UK boosts help for abuse victims during virus lockdown

Police officers at horse are seen patrolling Victoria Park, in London, Saturday, April 11, 2020. In a statement Thursday, a spokesman at 10 Downing Street said British Prime Minister Johnson "has been moved this evening from intensive care back to the ward, where he will receive close monitoring during the early phase of his recovery." The new coronavirus causes mild or moderate symptoms for most people, but for some, especially older adults and people with existing health problems, it can cause more severe illness or death.

The British government on Saturday launched a campaign to help domestic violence victims during the coronavirus lockdown following an increase in the number seeking assistance, while figures showed that the number of people in the U.K. dying after testing positive for COVID-19 neared 10,000.

Home Secretary Priti Patel also said that Prime Minister Boris Johnson needs to take time to rest and recuperate following his three-day stint in intensive care with COVID-19. Patel said it was “vital” that the prime minister, who remains in a London hospital for a seventh night, returned to full health.

Johnson “continues to make very good progress” at St. Thomas’ hospital, his office at 10 Downing Street said in a statement. Johnson was hospitalized on April 5 and was transferred to the intensive care unit the following day where he received oxygen, but wasn’t put on a ventilator. He spent three nights there before moving back to a regular ward on Thursday evening.

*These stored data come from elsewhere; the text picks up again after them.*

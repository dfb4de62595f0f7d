//! Provider error types and HTTP error mapping.

use serde::Deserialize;
use thiserror::Error;

use quizkit_core::error::GenerationError;

/// Errors that can occur when persisting or reading quiz history.
#[derive(Debug, Error)]
pub enum StoreError {
    /// The API rejected the bearer token.
    #[error("not authorized, log in again")]
    Unauthorized,

    /// The API returned an error response.
    #[error("API error (HTTP {status}): {message}")]
    ApiError { status: u16, message: String },

    /// A network error occurred.
    #[error("network error: {0}")]
    NetworkError(String),

    /// The local history file could not be read or written.
    #[error("history file error: {0}")]
    Io(#[from] std::io::Error),

    /// The local history file is not valid JSON.
    #[error("history file is corrupt: {0}")]
    Corrupt(String),
}

/// Error body shape used by the learning-app API (`{"error": "..."}`).
#[derive(Deserialize)]
struct ApiErrorBody {
    error: String,
}

/// Pull a human-readable message out of an error response body.
pub(crate) fn error_message(body: &str) -> String {
    serde_json::from_str::<ApiErrorBody>(body)
        .map(|b| b.error)
        .unwrap_or_else(|_| body.trim().to_string())
}

/// Map a transport failure from reqwest.
pub(crate) fn transport_error(err: &reqwest::Error, timeout_secs: u64) -> GenerationError {
    if err.is_timeout() {
        GenerationError::Timeout(timeout_secs)
    } else {
        GenerationError::NetworkError(err.to_string())
    }
}

/// Map a non-success HTTP status for a generation call.
pub(crate) fn generation_status_error(
    status: u16,
    retry_after_secs: Option<u64>,
    body: &str,
) -> GenerationError {
    match status {
        429 => GenerationError::RateLimited {
            retry_after_ms: retry_after_secs.unwrap_or(5) * 1000,
        },
        400 => GenerationError::InvalidRequest(error_message(body)),
        _ => GenerationError::ApiError {
            status,
            message: error_message(body),
        },
    }
}

/// Parse a `retry-after` header value given in seconds.
pub(crate) fn retry_after_secs(response: &reqwest::Response) -> Option<u64> {
    response
        .headers()
        .get("retry-after")
        .and_then(|v| v.to_str().ok())
        .and_then(|v| v.trim().parse::<u64>().ok())
}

Patel, who was hosting her first daily government coronavirus media briefing, also said she was “sorry if people feel that there have been failings” regarding the supply of personal protective equipment, or PPE, to staff in the National Health Service. The government has faced mounting criticism over PPE following sustained reports of some nurses using garbage bags to protect themselves. Health Secretary Matt Hancock said earlier that 19 front-line NHS staff have died after testing positive for COVID-19.

Patel said the government will bolster online support services and hotlines for domestic violence and launched a national communications campaign that aims to “signpost victims” to where they can access help.

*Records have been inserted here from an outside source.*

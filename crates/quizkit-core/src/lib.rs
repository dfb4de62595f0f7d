//! quizkit-core — Quiz parsing, session state, and scoring.
//!
//! This crate turns free-form generated quiz text into structured questions,
//! drives each question through its answer/reveal lifecycle, and coordinates
//! the single score save at the end of a quiz attempt.

pub mod controller;
pub mod error;
pub mod model;
pub mod parser;
pub mod session;
pub mod statistics;
pub mod traits;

“For the victims of these crimes, home is not the safe haven that it should be,” she said.

Though there hasn’t yet been a sustained rise in reports of domestic abuse during the lockdown to police, Patel said that there has been an “extremely concerning” increase in those seeking help.

She noted that last week Britain’s national domestic violence hotline reported a 120% increase in the number of calls it received in just one 24-hour period. She also said the government’s “stay at home” message didn’t apply to victims of domestic abuse and that authorities will work to ensure there is refuge for victims and their children if they need to escape their home.

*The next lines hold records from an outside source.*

//! Direct Gemini API generator.
//!
//! Sends the MCQ prompt straight to the generative model instead of going
//! through the learning-app backend. Transient failures are retried once.

use std::time::Duration;

use anyhow::Context;
use async_trait::async_trait;
use serde::{Deserialize, Serialize};
use tracing::instrument;

use quizkit_core::error::GenerationError;
use quizkit_core::traits::{build_mcq_prompt, GenerateRequest, QuizGenerator};

use crate::error::{generation_status_error, retry_after_secs, transport_error};

pub const DEFAULT_BASE_URL: &str = "https://generativelanguage.googleapis.com";
pub const DEFAULT_MODEL: &str = "gemini-2.5-flash";
const DEFAULT_TIMEOUT_SECS: u64 = 30;
const DEFAULT_RETRIES: u32 = 1;
const DEFAULT_RETRY_DELAY: Duration = Duration::from_secs(2);
const INVALID_REQUEST_MESSAGE: &str = "Invalid request. Please modify your topic.";

/// Gemini `generateContent` client.
pub struct GeminiGenerator {
    api_key: String,
    model: String,
    base_url: String,
    retries: u32,
    retry_delay: Duration,
    client: reqwest::Client,
}

impl GeminiGenerator {
    pub fn new(api_key: &str, model: Option<String>, base_url: Option<String>) -> anyhow::Result<Self> {
        let client = reqwest::Client::builder()
            .timeout(Duration::from_secs(DEFAULT_TIMEOUT_SECS))
            .build()
            .context("failed to build HTTP client")?;

        Ok(Self {
            api_key: api_key.to_string(),
            model: model.unwrap_or_else(|| DEFAULT_MODEL.to_string()),
            base_url: base_url
                .unwrap_or_else(|| DEFAULT_BASE_URL.to_string())
                .trim_end_matches('/')
                .to_string(),
            retries: DEFAULT_RETRIES,
            retry_delay: DEFAULT_RETRY_DELAY,
            client,
        })
    }

    /// Override the retry policy.
    pub fn with_retries(mut self, retries: u32, delay: Duration) -> Self {
        self.retries = retries;
        self.retry_delay = delay;
        self
    }

    async fn call_once(&self, prompt: &str) -> Result<String, GenerationError> {
        let body = GeminiRequest {
            contents: vec![GeminiContent {
                parts: vec![GeminiPart {
                    text: prompt.to_string(),
                }],
            }],
        };

        let response = self
            .client
            .post(format!(
                "{}/v1beta/models/{}:generateContent",
                self.base_url, self.model
            ))
            .header("x-goog-api-key", &self.api_key)
            .json(&body)
            .send()
            .await
            .map_err(|e| transport_error(&e, DEFAULT_TIMEOUT_SECS))?;

        let status = response.status().as_u16();
        if status == 400 {
            return Err(GenerationError::InvalidRequest(
                INVALID_REQUEST_MESSAGE.to_string(),
            ));
        }
        if status >= 400 {
            let retry_after = retry_after_secs(&response);
            let body = response.text().await.unwrap_or_default();
            let message = serde_json::from_str::<GeminiError>(&body)
                .map(|e| e.error.message)
                .unwrap_or(body);
            return Err(generation_status_error(status, retry_after, &message));
        }

        let api_response: GeminiResponse =
            response.json().await.map_err(|e| GenerationError::ApiError {
                status: 0,
                message: format!("failed to parse response: {e}"),
            })?;

        Ok(api_response
            .candidates
            .into_iter()
            .next()
            .map(|c| {
                c.content
                    .parts
                    .into_iter()
                    .map(|p| p.text)
                    .collect::<Vec<_>>()
                    .join("")
            })
            .unwrap_or_default())
    }
}

#[derive(Serialize)]
struct GeminiRequest {
    contents: Vec<GeminiContent>,
}

#[derive(Serialize, Deserialize)]
struct GeminiContent {
    #[serde(default)]
    parts: Vec<GeminiPart>,
}

#[derive(Serialize, Deserialize)]
struct GeminiPart {
    #[serde(default)]
    text: String,
}

#[derive(Deserialize)]
struct GeminiResponse {
    #[serde(default)]
    candidates: Vec<GeminiCandidate>,
}

#[derive(Deserialize)]
struct GeminiCandidate {
    content: GeminiContent,
}

#[derive(Deserialize)]
struct GeminiError {
    error: GeminiErrorBody,
}

#[derive(Deserialize)]
struct GeminiErrorBody {
    message: String,
}

#[async_trait]
impl QuizGenerator for GeminiGenerator {
    fn name(&self) -> &str {
        "gemini"
    }

    #[instrument(skip(self, request), fields(model = %self.model, topic = %request.topic))]
    async fn generate(&self, request: &GenerateRequest) -> anyhow::Result<String> {
        let prompt = build_mcq_prompt(request);

        let mut attempt = 0;
        loop {
            match self.call_once(&prompt).await {
                Ok(text) => return Ok(text),
                // Retrying a rejected request cannot help.
                Err(e @ GenerationError::InvalidRequest(_)) => return Err(e.into()),
                Err(e) if attempt >= self.retries => return Err(e.into()),
                Err(e) => {
                    attempt += 1;
                    tracing::warn!(
                        attempt,
                        "generation failed, retrying in {:?}: {e}",
                        self.retry_delay
                    );
                    tokio::time::sleep(self.retry_delay).await;
                }
            }
        }
    }
}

Martin Hewitt, chairman of the National Police Chiefs’ Council, warned abusers to “not think that this is a time where you can get away with this.”

Overall, he said there had been a 21% fall in overall crime in the last four weeks compared to the same period last year and that as of Thursday, police had issued 1,084 fines for breaches of coronavirus regulations in England and Wales. He said a “small minority of people” have failed to follow the government’s guidance and that police will publish enforcement data every two weeks during the crisis.

“In those few cases where police forces have made mistakes with those new regulations, they have quickly sought to correct them and provide clarity,” he said.

Earlier, the government reported 917 more people died in the hospital after testing positive for the coronavirus, taking the total to 9,875. The increase was slightly lower than the daily high of 980 recorded in the previous 24-hour period. That increase was higher than the daily peaks recorded in Italy and Spain, the two European countries with the highest total number of coronavirus-related deaths. Comparisons may not be precise. The U.K. deaths reported each day occurred over several days or even weeks, and the total only includes deaths in hospitals.

For most people, the coronavirus causes mild or moderate symptoms, such as fever and cough. But for others, especially older adults and people with health problems, it can cause severe symptoms like pneumonia.

Queen Elizabeth II, meanwhile, stressed the need for the British people to continue to abide with lockdown restrictions over the rest of the Easter weekend.

In a two-minute audio broadcast from Windsor Castle, the queen said that by “keeping apart, we keep others safe” and that the coronavirus “will not overcome us.”

Social distancing rules were observed, with the queen delivering the address alone into a microphone from the castle’s White Drawing room while the sound engineer was in a nearby room.

Though inevitably different this year, the queen said “Easter isn’t canceled; indeed, we need Easter as much as ever.”